(Records to use begins)

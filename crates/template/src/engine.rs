// SPDX-License-Identifier: BUSL-1.1
// Copyright (c) 2026 Alfred Jean LLC

//! The render engine: ties the document cache, tag processor, and
//! rendered-result cache together for one render request.
//!
//! Render flow: compute the cache key from the element's directives; on
//! a hit return the cached bytes without touching the handler chain; on
//! a miss load the document (parsed-document cache or VFS), clone a
//! working copy, main-pass process the requested datablock, serialize,
//! and store under the key. Any failure evicts both the parsed-document
//! entry and the result-cache entry so a transient error never pins a
//! stale or partial cache entry.

use crate::document::ContentDocument;
use crate::error::TemplateError;
use crate::parse::parse_document;
use crate::processor::{
    CallbackError, ElementRenderer, HandlerValue, MethodRegistry, Phase, TagContext, TagTable,
};
use crate::request::RequestContext;
use crate::vfs::{DocumentCache, VfsProvider};
use std::sync::Arc;
use tessera_cache::{CacheDirectives, CacheKey, KeyContext, TemplateCache};
use tracing::debug;

/// Mandatory root tag of a template document.
pub const TEMPLATE_ROOT: &str = "xmltemplate";

/// Datablock rendered when the request names no element.
pub const DEFAULT_BLOCK: &str = "template";

/// Template render engine over one VFS provider.
pub struct TemplateEngine<V: VfsProvider> {
    vfs: V,
    tags: TagTable,
    methods: MethodRegistry,
    elements: Option<Box<dyn ElementRenderer>>,
    documents: DocumentCache,
    results: TemplateCache,
}

impl<V: VfsProvider> TemplateEngine<V> {
    /// Engine with the built-in tag table and default cache capacity.
    pub fn new(vfs: V) -> Self {
        Self {
            vfs,
            tags: TagTable::with_builtins(),
            methods: MethodRegistry::new(),
            elements: None,
            documents: DocumentCache::new(),
            results: TemplateCache::new(),
        }
    }

    /// Engine with a bounded rendered-result cache capacity.
    pub fn with_result_capacity(vfs: V, capacity: usize) -> Self {
        Self {
            results: TemplateCache::with_capacity(capacity),
            ..Self::new(vfs)
        }
    }

    /// Register a user method callable from `<METHOD>` tags.
    pub fn register_method<F>(&mut self, name: impl Into<String>, method: F)
    where
        F: Fn(&RequestContext, &str) -> Result<HandlerValue, CallbackError>
            + Send
            + Sync
            + 'static,
    {
        self.methods.register(name, method);
    }

    /// Install the renderer backing `<ELEMENT>` tags.
    pub fn set_element_renderer(&mut self, renderer: Box<dyn ElementRenderer>) {
        self.elements = Some(renderer);
    }

    /// The tag table, for registering custom tags at startup.
    pub fn tags_mut(&mut self) -> &mut TagTable {
        &mut self.tags
    }

    /// The rendered-result cache; the host clears keys from it on
    /// publish events.
    pub fn results(&self) -> &TemplateCache {
        &self.results
    }

    /// The parsed-document cache.
    pub fn documents(&self) -> &DocumentCache {
        &self.documents
    }

    /// Render one template file for a request.
    pub fn render(
        &self,
        file: &str,
        directives: &CacheDirectives,
        request: &RequestContext,
    ) -> Result<Vec<u8>, TemplateError> {
        let key = self.cache_key(file, directives, request);
        if let Some(key) = &key {
            if let Some(bytes) = self.results.get(key) {
                debug!(file, %key, "serving render from result cache");
                return Ok(bytes);
            }
        }

        match self.render_uncached(file, request) {
            Ok(bytes) => {
                if let Some(key) = key {
                    self.results.put(key, bytes.clone());
                }
                Ok(bytes)
            }
            Err(err) => {
                self.documents.evict(file);
                if let Some(key) = &key {
                    self.results.clear(key);
                }
                Err(err)
            }
        }
    }

    fn cache_key(
        &self,
        file: &str,
        directives: &CacheDirectives,
        request: &RequestContext,
    ) -> Option<CacheKey> {
        directives.cache_key(&KeyContext {
            project: request.project,
            template: file,
            uri: &request.uri,
            user: &request.user,
            group: &request.group,
            element: &request.element,
            parameters: &request.parameters,
        })
    }

    fn render_uncached(
        &self,
        file: &str,
        request: &RequestContext,
    ) -> Result<Vec<u8>, TemplateError> {
        let document = self.load_document(file, request)?;
        // The cached parse stays pristine; each render mutates its own copy.
        let mut working = (*document).clone();

        let block = if request.element.is_empty() {
            DEFAULT_BLOCK
        } else {
            request.element.as_str()
        };
        let processed = {
            let mut cx = TagContext {
                doc: &mut working,
                request,
                vfs: &self.vfs,
                methods: &self.methods,
                elements: self.elements.as_deref(),
                depth: 0,
            };
            self.tags.processed_data(&mut cx, block)?
        };
        Ok(working.tree().render_content_bytes(processed))
    }

    fn load_document(
        &self,
        file: &str,
        request: &RequestContext,
    ) -> Result<Arc<ContentDocument>, TemplateError> {
        if let Some(document) = self.documents.get(file) {
            return Ok(document);
        }

        let bytes = self.vfs.read(file)?;
        let text = String::from_utf8(bytes).map_err(|_| TemplateError::Parse {
            file: file.to_string(),
            line: 0,
            message: "template file is not valid UTF-8".to_string(),
        })?;
        let tree = parse_document(file, &text)?;
        let mut document = ContentDocument::from_tree(file, tree, Some(TEMPLATE_ROOT))?;

        {
            let root = document.tree().root();
            let mut cx = TagContext {
                doc: &mut document,
                request,
                vfs: &self.vfs,
                methods: &self.methods,
                elements: self.elements.as_deref(),
                depth: 0,
            };
            self.tags.process(Phase::FirstPass, &mut cx, root)?;
        }

        let document = Arc::new(document);
        self.documents.insert(file, Arc::clone(&document));
        debug!(file, "parsed and cached template document");
        Ok(document)
    }
}

#[cfg(test)]
#[path = "engine_tests.rs"]
mod tests;
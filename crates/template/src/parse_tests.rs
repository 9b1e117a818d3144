// SPDX-License-Identifier: BUSL-1.1
// Copyright (c) 2026 Alfred Jean LLC

use super::*;
use crate::error::TemplateError;

#[test]
fn parses_nested_elements() {
    let tree = parse_document(
        "page.xml",
        "<xmltemplate><template><h1>Title</h1></template></xmltemplate>",
    )
    .unwrap();
    let root = tree.root();
    assert_eq!(tree.name(root), Some("xmltemplate"));

    let template = tree.children(root)[0];
    assert_eq!(tree.name(template), Some("template"));
    let h1 = tree.children(template)[0];
    assert_eq!(tree.name(h1), Some("h1"));
    assert_eq!(tree.text_content(h1), "Title");
}

#[test]
fn parses_attributes_with_lowercased_names() {
    let tree = parse_document("page.xml", "<root><data Name='footer' ID=\"x\"/></root>").unwrap();
    let data = tree.children(tree.root())[0];
    assert_eq!(tree.attr(data, "name"), Some("footer"));
    assert_eq!(tree.attr(data, "id"), Some("x"));
}

#[test]
fn skips_declaration_doctype_and_comments() {
    let text = "\
<?xml version=\"1.0\"?>
<!DOCTYPE xmltemplate>
<!-- header comment -->
<root><!-- inner --><a/></root>
<!-- trailer -->";
    let tree = parse_document("page.xml", text).unwrap();
    let children: Vec<_> = tree
        .children(tree.root())
        .iter()
        .filter(|c| tree.is_element(**c))
        .copied()
        .collect();
    assert_eq!(children.len(), 1);
    assert_eq!(tree.name(children[0]), Some("a"));
}

#[test]
fn decodes_entities() {
    let tree = parse_document("page.xml", "<root>a &amp; b &lt;c&gt; &#65;&#x42;</root>").unwrap();
    assert_eq!(tree.text_content(tree.root()), "a & b <c> AB");
}

#[test]
fn cdata_is_raw_text() {
    let tree =
        parse_document("page.xml", "<root><![CDATA[<b>not markup</b> & such]]></root>").unwrap();
    assert_eq!(tree.text_content(tree.root()), "<b>not markup</b> & such");
}

#[test]
fn entities_in_attributes_are_decoded() {
    let tree = parse_document("page.xml", "<root a=\"x &amp; y\"/>").unwrap();
    assert_eq!(tree.attr(tree.root(), "a"), Some("x & y"));
}

#[yare::parameterized(
    mismatched_close = { "<root><a></b></root>" },
    unterminated     = { "<root><a>" },
    bare_attribute   = { "<root><a name/></root>" },
    unknown_entity   = { "<root>&nope;</root>" },
    trailing_content = { "<root/><root/>" },
)]
fn malformed_documents_are_rejected(text: &str) {
    match parse_document("page.xml", text) {
        Err(TemplateError::Parse { file, .. }) => assert_eq!(file, "page.xml"),
        other => panic!("expected parse error for {:?}, got {:?}", text, other.map(|_| ())),
    }
}

#[test]
fn parse_error_carries_line_number() {
    let text = "<root>\n<a>\n</b>\n</root>";
    match parse_document("page.xml", text) {
        Err(TemplateError::Parse { line, .. }) => assert_eq!(line, 3),
        other => panic!("expected parse error, got {:?}", other.map(|_| ())),
    }
}

#[test]
fn self_closing_root() {
    let tree = parse_document("page.xml", "<root/>").unwrap();
    assert!(tree.children(tree.root()).is_empty());
}

#[test]
fn close_tag_case_is_insensitive() {
    let tree = parse_document("page.xml", "<ROOT><DATA name=\"x\">v</data></ROOT>").unwrap();
    assert_eq!(tree.name(tree.root()), Some("ROOT"));
}
//! Scheduler loop lifecycle: startup, ticking, prompt shutdown.

use crate::prelude::*;
use std::sync::Arc;
use std::time::Duration;
use tessera_core::FakeClock;
use tessera_scheduler::{CronScheduler, SchedulerHost};

#[tokio::test(start_paused = true)]
async fn the_loop_ticks_until_shutdown() {
    let host = RecordingHost::with_crontab("* * * * * admin admins heartbeat\n");
    let scheduler = Arc::new(CronScheduler::new(
        FakeClock::new(),
        Arc::clone(&host) as Arc<dyn SchedulerHost>,
    ));

    let handle = tokio::spawn({
        let scheduler = Arc::clone(&scheduler);
        async move { scheduler.run().await }
    });

    while host.started().len() < 2 {
        tokio::time::sleep(Duration::from_millis(10)).await;
    }

    scheduler.shutdown();
    tokio::time::timeout(Duration::from_secs(5), handle)
        .await
        .expect("loop did not stop after shutdown")
        .unwrap();

    // let any sweep spawned just before shutdown finish
    tokio::time::sleep(Duration::from_millis(1)).await;

    // no further dispatch after the loop exits
    let after = host.started().len();
    tokio::time::sleep(Duration::from_secs(120)).await;
    assert_eq!(host.started().len(), after);
}

#[tokio::test(start_paused = true)]
async fn shutdown_before_startup_exits_immediately() {
    let host = RecordingHost::with_crontab("");
    let scheduler = Arc::new(CronScheduler::new(
        FakeClock::new(),
        Arc::clone(&host) as Arc<dyn SchedulerHost>,
    ));

    scheduler.shutdown();
    let handle = tokio::spawn({
        let scheduler = Arc::clone(&scheduler);
        async move { scheduler.run().await }
    });
    tokio::time::timeout(Duration::from_secs(5), handle)
        .await
        .expect("loop did not stop")
        .unwrap();
    assert!(host.started().is_empty());
}
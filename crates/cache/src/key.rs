// SPDX-License-Identifier: BUSL-1.1
// Copyright (c) 2026 Alfred Jean LLC

//! Composite cache keys for rendered template results.
//!
//! A key names one cached byte sequence: which project, which template
//! file, and a variant string encoding every request facet that entered
//! the render (URI, user, selected parameters). Callers treat the whole
//! key as opaque and never parse it back apart.

use indexmap::IndexMap;
use std::fmt;

/// Key for one rendered-result cache entry.
#[derive(Debug, Clone, PartialEq, Eq, Hash)]
pub struct CacheKey {
    project: u32,
    template: String,
    variant: String,
}

impl CacheKey {
    /// Build a key from its three components.
    pub fn new(project: u32, template: impl Into<String>, variant: impl Into<String>) -> Self {
        Self {
            project,
            template: template.into(),
            variant: variant.into(),
        }
    }

    /// Project the key belongs to.
    pub fn project(&self) -> u32 {
        self.project
    }

    /// Template file path the key belongs to.
    pub fn template(&self) -> &str {
        &self.template
    }

    /// True when the key carries no distinguishing variant. Such a key
    /// would alias unrelated renders, so the cache refuses to store it.
    pub fn is_degenerate(&self) -> bool {
        self.variant.is_empty()
    }
}

impl fmt::Display for CacheKey {
    fn fmt(&self, f: &mut fmt::Formatter<'_>) -> fmt::Result {
        write!(f, "{}:{}:{}", self.project, self.template, self.variant)
    }
}

/// Borrowed view of one render request, used to compute its cache key.
#[derive(Debug, Clone, Copy)]
pub struct KeyContext<'a> {
    /// Project id of the request.
    pub project: u32,
    /// Template file being rendered.
    pub template: &'a str,
    /// Request URI.
    pub uri: &'a str,
    /// Acting user name.
    pub user: &'a str,
    /// Acting group name.
    pub group: &'a str,
    /// Active element name (prefix for element-scoped parameters).
    pub element: &'a str,
    /// Request parameters in arrival order.
    pub parameters: &'a IndexMap<String, String>,
}

#[cfg(test)]
#[path = "key_tests.rs"]
mod tests;
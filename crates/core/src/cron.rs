// SPDX-License-Identifier: BUSL-1.1
// Copyright (c) 2026 Alfred Jean LLC

//! Crontab entry model: time fields, parsing, and tick matching.
//!
//! One entry is one line of the persisted crontab:
//!
//! ```text
//! minute hour day-of-month month day-of-week user group job [param]
//! ```
//!
//! `*` is the wildcard in any of the five time fields. The table loader
//! substitutes `*` to the `-1` sentinel before field parsing; the field
//! parser accepts both spellings.

use chrono::{DateTime, Datelike, Timelike, Utc};
use serde::{Deserialize, Serialize};
use std::fmt;
use std::str::FromStr;

/// Sentinel value the loader substitutes for `*`.
pub const WILDCARD_SENTINEL: i32 = -1;

/// Errors from parsing a crontab line.
#[derive(Debug, Clone, PartialEq, Eq, thiserror::Error)]
pub enum CronParseError {
    #[error("expected 8 or 9 fields, found {found}: '{line}'")]
    FieldCount { found: usize, line: String },

    #[error("invalid {field} field '{token}': not a number")]
    NotANumber { field: &'static str, token: String },
}

/// One time field of a cron entry: a wildcard or an exact value.
#[derive(Debug, Clone, Copy, PartialEq, Eq, Serialize, Deserialize)]
pub enum CronField {
    /// Matches any value.
    Any,
    /// Matches exactly this value.
    At(i32),
}

impl CronField {
    fn parse(field: &'static str, token: &str) -> Result<Self, CronParseError> {
        if token == "*" {
            return Ok(Self::Any);
        }
        let value: i32 = token.parse().map_err(|_| CronParseError::NotANumber {
            field,
            token: token.to_string(),
        })?;
        if value == WILDCARD_SENTINEL {
            Ok(Self::Any)
        } else {
            Ok(Self::At(value))
        }
    }

    /// Exact-equality match against a calendar field of the current tick.
    pub fn matches_exact(&self, value: i32) -> bool {
        match self {
            Self::Any => true,
            Self::At(at) => *at == value,
        }
    }

    /// Exclusive-inclusive window match `(last, this]`, used for the
    /// minute field so scheduler jitter cannot double-fire or skip a tick.
    pub fn matches_window(&self, last: i32, this: i32) -> bool {
        match self {
            Self::Any => true,
            Self::At(at) => last < *at && *at <= this,
        }
    }
}

impl fmt::Display for CronField {
    fn fmt(&self, f: &mut fmt::Formatter<'_>) -> fmt::Result {
        match self {
            Self::Any => write!(f, "*"),
            Self::At(value) => write!(f, "{}", value),
        }
    }
}

/// Calendar fields of one scheduler tick, snapshotted from a UTC timestamp.
///
/// Day-of-week is numbered 0 = Sunday through 6 = Saturday.
#[derive(Debug, Clone, Copy, PartialEq, Eq)]
pub struct TickTime {
    pub minute: i32,
    pub hour: i32,
    pub day_of_month: i32,
    pub month: i32,
    pub day_of_week: i32,
}

impl TickTime {
    /// Snapshot the calendar fields of a timestamp.
    pub fn from_datetime(at: DateTime<Utc>) -> Self {
        Self {
            minute: at.minute() as i32,
            hour: at.hour() as i32,
            day_of_month: at.day() as i32,
            month: at.month() as i32,
            day_of_week: at.weekday().num_days_from_sunday() as i32,
        }
    }
}

impl From<DateTime<Utc>> for TickTime {
    fn from(at: DateTime<Utc>) -> Self {
        Self::from_datetime(at)
    }
}

/// One scheduled-job rule: five time fields plus the job identity and the
/// user/group context it runs under.
///
/// Immutable after parsing; the table replaces entries wholesale on reload.
#[derive(Debug, Clone, PartialEq, Eq, Serialize, Deserialize)]
pub struct CronEntry {
    pub minute: CronField,
    pub hour: CronField,
    pub day_of_month: CronField,
    pub month: CronField,
    pub day_of_week: CronField,
    /// User the job runs as.
    pub user: String,
    /// Group the job runs as.
    pub group: String,
    /// Job name dispatched to the host.
    pub job: String,
    /// Optional single job parameter.
    pub param: Option<String>,
}

impl CronEntry {
    /// True if this entry is due for the tick window `(last_run, this_run]`.
    ///
    /// The minute field uses the window check; the other four fields use
    /// exact equality against `this_run`, since they change at most once
    /// per tick. Missed minutes are not backfilled: a delay of more than
    /// one minute collapses into a single window against the latest tick.
    pub fn matches(&self, last_run: &TickTime, this_run: &TickTime) -> bool {
        self.minute.matches_window(last_run.minute, this_run.minute)
            && self.hour.matches_exact(this_run.hour)
            && self.day_of_month.matches_exact(this_run.day_of_month)
            && self.month.matches_exact(this_run.month)
            && self.day_of_week.matches_exact(this_run.day_of_week)
    }
}

impl FromStr for CronEntry {
    type Err = CronParseError;

    fn from_str(line: &str) -> Result<Self, Self::Err> {
        let tokens: Vec<&str> = line.split_whitespace().collect();
        if tokens.len() != 8 && tokens.len() != 9 {
            return Err(CronParseError::FieldCount {
                found: tokens.len(),
                line: line.trim().to_string(),
            });
        }

        Ok(Self {
            minute: CronField::parse("minute", tokens[0])?,
            hour: CronField::parse("hour", tokens[1])?,
            day_of_month: CronField::parse("day-of-month", tokens[2])?,
            month: CronField::parse("month", tokens[3])?,
            day_of_week: CronField::parse("day-of-week", tokens[4])?,
            user: tokens[5].to_string(),
            group: tokens[6].to_string(),
            job: tokens[7].to_string(),
            param: tokens.get(8).map(|t| t.to_string()),
        })
    }
}

impl fmt::Display for CronEntry {
    fn fmt(&self, f: &mut fmt::Formatter<'_>) -> fmt::Result {
        write!(
            f,
            "{} {} {} {} {} {} {} {}",
            self.minute,
            self.hour,
            self.day_of_month,
            self.month,
            self.day_of_week,
            self.user,
            self.group,
            self.job,
        )?;
        if let Some(param) = &self.param {
            write!(f, " {}", param)?;
        }
        Ok(())
    }
}

#[cfg(test)]
#[path = "cron_tests.rs"]
mod tests;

(Records to use ends)

- What needs to be done -
A single number is the reply: the count of lines in the entries above that have the word "substitutes".

- Solution for this task -
2